> **What is required**
Count, in the entries below, the lines in which "impl" occurs. Give the number, nothing more.
BEGIN Data shown
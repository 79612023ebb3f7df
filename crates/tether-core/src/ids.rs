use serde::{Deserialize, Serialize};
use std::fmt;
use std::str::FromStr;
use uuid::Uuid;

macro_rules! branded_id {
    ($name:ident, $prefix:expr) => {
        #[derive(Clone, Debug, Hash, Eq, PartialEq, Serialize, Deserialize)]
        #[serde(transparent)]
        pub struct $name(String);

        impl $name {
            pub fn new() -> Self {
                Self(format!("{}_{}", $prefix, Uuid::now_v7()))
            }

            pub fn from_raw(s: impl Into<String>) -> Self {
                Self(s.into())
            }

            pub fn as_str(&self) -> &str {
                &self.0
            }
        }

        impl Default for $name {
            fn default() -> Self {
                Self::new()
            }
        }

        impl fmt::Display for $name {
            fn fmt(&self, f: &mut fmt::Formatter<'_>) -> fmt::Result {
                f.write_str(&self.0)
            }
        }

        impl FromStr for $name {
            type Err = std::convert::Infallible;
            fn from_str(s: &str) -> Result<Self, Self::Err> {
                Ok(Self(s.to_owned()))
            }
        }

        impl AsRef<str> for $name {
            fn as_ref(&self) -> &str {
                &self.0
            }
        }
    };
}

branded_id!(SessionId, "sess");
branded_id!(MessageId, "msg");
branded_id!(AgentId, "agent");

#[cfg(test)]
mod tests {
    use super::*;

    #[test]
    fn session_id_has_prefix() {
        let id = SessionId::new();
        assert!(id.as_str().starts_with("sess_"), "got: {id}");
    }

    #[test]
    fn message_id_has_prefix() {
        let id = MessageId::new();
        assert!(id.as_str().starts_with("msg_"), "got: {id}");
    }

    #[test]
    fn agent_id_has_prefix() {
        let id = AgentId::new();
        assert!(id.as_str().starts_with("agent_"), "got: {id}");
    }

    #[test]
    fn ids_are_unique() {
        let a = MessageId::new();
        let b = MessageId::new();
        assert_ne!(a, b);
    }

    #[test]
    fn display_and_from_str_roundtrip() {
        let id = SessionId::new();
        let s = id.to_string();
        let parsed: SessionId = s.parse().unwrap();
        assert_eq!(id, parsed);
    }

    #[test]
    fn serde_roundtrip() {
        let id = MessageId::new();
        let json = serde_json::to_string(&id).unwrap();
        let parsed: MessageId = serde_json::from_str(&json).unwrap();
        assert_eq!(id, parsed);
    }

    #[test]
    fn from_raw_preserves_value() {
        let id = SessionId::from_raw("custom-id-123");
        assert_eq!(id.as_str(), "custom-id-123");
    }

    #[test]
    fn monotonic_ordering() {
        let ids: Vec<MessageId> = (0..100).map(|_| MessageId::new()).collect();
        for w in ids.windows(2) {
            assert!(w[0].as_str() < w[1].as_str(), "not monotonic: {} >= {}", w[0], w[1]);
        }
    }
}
END Data shown
> **Task answer**
6